What Happened
SecurityWeek has published an analysis of Operation HookedWing, a credential-harvesting phishing campaign that has run continuously since at least 2022. Over four years, the operation has compromised more than 2,000 user credentials across more than 500 organizations spanning the aviation and travel, critical infrastructure, energy, financial services, government, logistics, public administration, and technology sectors.
The attack begins with phishing emails impersonating HR departments or internal colleagues, conveying authority and urgency without triggering immediate suspicion. Links in the emails direct victims to GitHub repositories that redirect through secondary infrastructure to landing pages that simulate a full-screen Microsoft Outlook login experience, pre-filled with the target organization’s branding. Once credentials are captured, the phishing kit validates them and logs the session. The infrastructure behind HookedWing has adapted over four years while keeping its core tactics unchanged.
Victim selection is not random. Analysis of recovered logs shows the campaign targets environments of high geopolitical relevance, with a particular focus on organizations whose credentials provide access to sensitive operational data, critical infrastructure systems, or high-privilege accounts that carry resale value on criminal markets. The campaign infrastructure remains active as of May 2026. SecurityWeek
Why This Matters for Canadian Organizations
Canada’s exposure to Operation HookedWing is direct and structural. Canadian aviation — Air Canada, Porter, WestJet, and regional carriers — operates within the same targeting profile as the confirmed victims in the aviation and travel sector. Canada’s energy sector, including pipeline operators, utility companies, and oil and gas firms, fits squarely into the critical infrastructure and energy categories the campaign has prioritized. The logistics sector, including freight operators, port authorities, and supply chain companies, is also in scope.

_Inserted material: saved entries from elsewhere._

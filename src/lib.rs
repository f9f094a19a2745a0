//! Payroll tax, social-security and pension engine for Mexico
//!
//! This crate computes monthly ISR withholding from a bracketed tariff,
//! IMSS and INFONAVIT contributions on a capped contribution base, and
//! replacement-rate estimates under the 1997 and 1973 Social Security Laws,
//! including a solver for the voluntary savings rate that reaches a target
//! replacement rate.

#![warn(missing_docs)]

pub mod api;
pub mod calculation;
pub mod config;
pub mod error;
pub mod models;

Government organizations are a stated target category. Federal departments and provincial agencies using Microsoft 365 face the specific risk that the HookedWing phishing kit is built to harvest Outlook credentials — the entry point to email, SharePoint, Teams, and the broader M365 ecosystem. A single set of valid credentials gives an attacker persistent access to communications, document repositories, and, frequently, connected line-of-business applications.

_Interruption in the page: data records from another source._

//! Configuration loading functionality.
//!
//! This module provides the [`ConfigLoader`] type for loading tax, contribution
//! and pension configuration from YAML or JSON files.

use std::fs;
use std::path::Path;

use crate::error::{EngineError, EngineResult};

use super::types::{
    ContributionRateConfig, EngineConfig, Lss1973Assumptions, Lss1997Assumptions,
    ParamsDocument, TaxTariff,
};

/// File name of the income-tax tariff.
pub const TARIFF_FILE: &str = "isr_tariff.yaml";
/// File name of the social-security contribution table.
pub const CONTRIBUTION_RATES_FILE: &str = "ss_rates.yaml";
/// File name of the 1997-regime assumptions.
pub const LSS1997_FILE: &str = "lss1997_assumptions.yaml";
/// File name of the 1973-regime assumptions.
pub const LSS1973_FILE: &str = "lss1973_assumptions.yaml";

/// Loads and provides access to engine configuration.
///
/// # Directory Structure
///
/// ```text
/// config/mx2026/
/// ├── isr_tariff.yaml            # Monthly ISR tariff brackets
/// ├── ss_rates.yaml              # IMSS + INFONAVIT rates and UMA parameters
/// ├── lss1997_assumptions.yaml   # 1997-regime model parameters
/// └── lss1973_assumptions.yaml   # 1973-regime model parameters
/// ```
///
/// Each document may also be loaded on its own. Files ending in `.json` are
/// parsed as JSON, everything else as YAML.
///
/// # Example
///
/// ```no_run
/// use pension_engine::config::ConfigLoader;
///
/// let loader = ConfigLoader::load("./config/mx2026").unwrap();
/// println!("Loaded tariff: {}", loader.config().tariff().name);
/// ```
#[derive(Debug, Clone)]
pub struct ConfigLoader {
    config: EngineConfig,
}

impl ConfigLoader {
    /// Loads configuration from the specified directory.
    ///
    /// # Returns
    ///
    /// Returns a `ConfigLoader` on success, or an error if:
    /// - Any required file is missing (`ConfigNotFound`)
    /// - Any file contains invalid YAML or a non-numeric field (`ConfigParseError`)
    /// - The tariff has no brackets (`ConfigurationError`)
    pub fn load<P: AsRef<Path>>(path: P) -> EngineResult<Self> {
        let path = path.as_ref();

        let tariff = Self::load_tariff(path.join(TARIFF_FILE))?;
        let contribution_rates = Self::load_contribution_rates(path.join(CONTRIBUTION_RATES_FILE))?;
        let lss1997 = Self::load_lss1997_assumptions(path.join(LSS1997_FILE))?;
        let lss1973 = Self::load_lss1973_assumptions(path.join(LSS1973_FILE))?;

        Ok(Self {
            config: EngineConfig::new(tariff, contribution_rates, lss1997, lss1973),
        })
    }

    /// Wraps an already-built configuration.
    pub fn from_config(config: EngineConfig) -> Self {
        Self { config }
    }

    /// Loads an income-tax tariff document.
    ///
    /// A tariff without brackets is rejected with `ConfigurationError`.
    pub fn load_tariff<P: AsRef<Path>>(path: P) -> EngineResult<TaxTariff> {
        let tariff: TaxTariff = Self::load_document(path.as_ref())?;
        if tariff.brackets.is_empty() {
            return Err(EngineError::configuration(
                "brackets",
                format!("tariff '{}' has no brackets", path.as_ref().display()),
            ));
        }
        Ok(tariff)
    }

    /// Loads a contribution rate table document.
    pub fn load_contribution_rates<P: AsRef<Path>>(
        path: P,
    ) -> EngineResult<ContributionRateConfig> {
        Self::load_document(path.as_ref())
    }

    /// Loads the `params` of a 1997-regime assumptions document.
    pub fn load_lss1997_assumptions<P: AsRef<Path>>(path: P) -> EngineResult<Lss1997Assumptions> {
        let doc: ParamsDocument<Lss1997Assumptions> = Self::load_document(path.as_ref())?;
        Ok(doc.params)
    }

    /// Loads the `params` of a 1973-regime assumptions document.
    pub fn load_lss1973_assumptions<P: AsRef<Path>>(path: P) -> EngineResult<Lss1973Assumptions> {
        let doc: ParamsDocument<Lss1973Assumptions> = Self::load_document(path.as_ref())?;
        Ok(doc.params)
    }

    /// Reads and parses a YAML or JSON file.
    fn load_document<T: serde::de::DeserializeOwned>(path: &Path) -> EngineResult<T> {
        let path_str = path.display().to_string();

        let content = fs::read_to_string(path).map_err(|_| EngineError::ConfigNotFound {
            path: path_str.clone(),
        })?;

        let parsed = if path.extension().is_some_and(|ext| ext == "json") {
            serde_json::from_str(&content).map_err(|e| e.to_string())
        } else {
            serde_yaml::from_str(&content).map_err(|e| e.to_string())
        };

        parsed.map_err(|message| EngineError::ConfigParseError {
            path: path_str,
            message,
        })
    }

    /// Returns the underlying engine configuration.
    pub fn config(&self) -> &EngineConfig {
        &self.config
    }
}

#[cfg(test)]
mod tests {
    use super::*;
    use rust_decimal::Decimal;
    use std::path::PathBuf;
    use std::str::FromStr;

    fn config_path() -> &'static str {
        "./config/mx2026"
    }

    fn dec(s: &str) -> Decimal {
        Decimal::from_str(s).unwrap()
    }

    fn scratch_file(name: &str, content: &str) -> PathBuf {
        let dir = std::env::temp_dir().join(format!("pension_engine_{}", std::process::id()));
        fs::create_dir_all(&dir).unwrap();
        let path = dir.join(name);
        fs::write(&path, content).unwrap();
        path
    }

    #[test]
    fn test_load_valid_configuration() {
        let result = ConfigLoader::load(config_path());
        assert!(result.is_ok(), "Failed to load config: {:?}", result.err());

        let loader = result.unwrap();
        assert_eq!(loader.config().tariff().brackets.len(), 11);
        assert_eq!(
            loader.config().contribution_rates().params.reference_unit_value,
            dec("113.14")
        );
    }

    #[test]
    fn test_tariff_first_bracket() {
        let loader = ConfigLoader::load(config_path()).unwrap();
        let first = &loader.config().tariff().brackets[0];

        assert_eq!(first.lower, Decimal::ZERO);
        assert_eq!(first.upper, Some(dec("644.58")));
        assert_eq!(first.fixed_quota, Decimal::ZERO);
        assert_eq!(first.rate, dec("0.0192"));
    }

    #[test]
    fn test_tariff_last_bracket_is_unbounded() {
        let loader = ConfigLoader::load(config_path()).unwrap();
        let last = loader.config().tariff().brackets.last().unwrap();

        assert_eq!(last.upper, None);
        assert_eq!(last.rate, dec("0.35"));
    }

    #[test]
    fn test_assumptions_loaded_from_params() {
        let loader = ConfigLoader::load(config_path()).unwrap();

        assert_eq!(loader.config().lss1997().base_rate, dec("0.35"));
        assert_eq!(loader.config().lss1997().voluntary_multiplier, dec("1.5"));
        assert_eq!(loader.config().lss1973().base_rate_at_65, dec("0.75"));
        assert_eq!(loader.config().lss1973().penalty_per_year, dec("0.06"));
    }

    #[test]
    fn test_load_missing_directory_returns_not_found() {
        let result = ConfigLoader::load("/nonexistent/path");

        match result {
            Err(EngineError::ConfigNotFound { path }) => {
                assert!(path.contains(TARIFF_FILE));
            }
            other => panic!("Expected ConfigNotFound error, got {:?}", other),
        }
    }

    #[test]
    fn test_non_numeric_rate_returns_parse_error() {
        let path = scratch_file(
            "bad_tariff.yaml",
            "brackets:\n  - lower: 0\n    upper: null\n    fixed_quota: 0\n    rate: abc\n",
        );

        match ConfigLoader::load_tariff(&path) {
            Err(EngineError::ConfigParseError { path: p, .. }) => {
                assert!(p.contains("bad_tariff.yaml"));
            }
            other => panic!("Expected ConfigParseError, got {:?}", other),
        }
    }

    #[test]
    fn test_empty_tariff_returns_configuration_error() {
        let path = scratch_file("empty_tariff.yaml", "name: empty\nbrackets: []\n");

        match ConfigLoader::load_tariff(&path) {
            Err(EngineError::ConfigurationError { key, .. }) => assert_eq!(key, "brackets"),
            other => panic!("Expected ConfigurationError, got {:?}", other),
        }
    }

    #[test]
    fn test_json_tariff_is_parsed_by_extension() {
        let path = scratch_file(
            "tariff.json",
            r#"{"brackets": [{"lower": 0, "upper": null, "fixed_quota": 0, "rate": 0.1}]}"#,
        );

        let tariff = ConfigLoader::load_tariff(&path).unwrap();
        assert_eq!(tariff.brackets.len(), 1);
        assert_eq!(tariff.brackets[0].rate, dec("0.1"));
        assert_eq!(tariff.brackets[0].upper, None);
    }

    #[test]
    fn test_contribution_components_keep_configuration_order() {
        let loader = ConfigLoader::load(config_path()).unwrap();
        let rates = loader.config().contribution_rates();

        assert_eq!(rates.insurances[0].name, "Enfermedades y maternidad");
        assert_eq!(rates.insurances[0].components[0].component, "Cuota fija");
        assert_eq!(rates.insurances.last().unwrap().name, "INFONAVIT");
    }
}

The campaign’s four-year operational longevity means it has already had time to compromise accounts that may still be active. Security teams should treat this as a prompt to audit credential hygiene, not a future threat to prepare for.
What to Do
Search your Microsoft 365 sign-in logs for logins from GitHub-hosted redirect URLs or unfamiliar IP ranges in the past 90 days. Enable conditional access policies that require managed devices or known locations for M365 authentication if not already in place. Conduct phishing simulation exercises that specifically test HR and colleague impersonation scenarios — the exact lure format HookedWing uses. Brief employees in aviation, energy, logistics, and government roles on the specific social engineering pattern: an email from a colleague or HR contact asking them to review a document or confirm their identity. Rotate credentials for any accounts where users report clicking unexpected links, regardless of whether a breach is confirmed. Review your Microsoft Entra ID sign-in risk policies and ensure anomalous logins trigger step-up authentication rather than silent failure.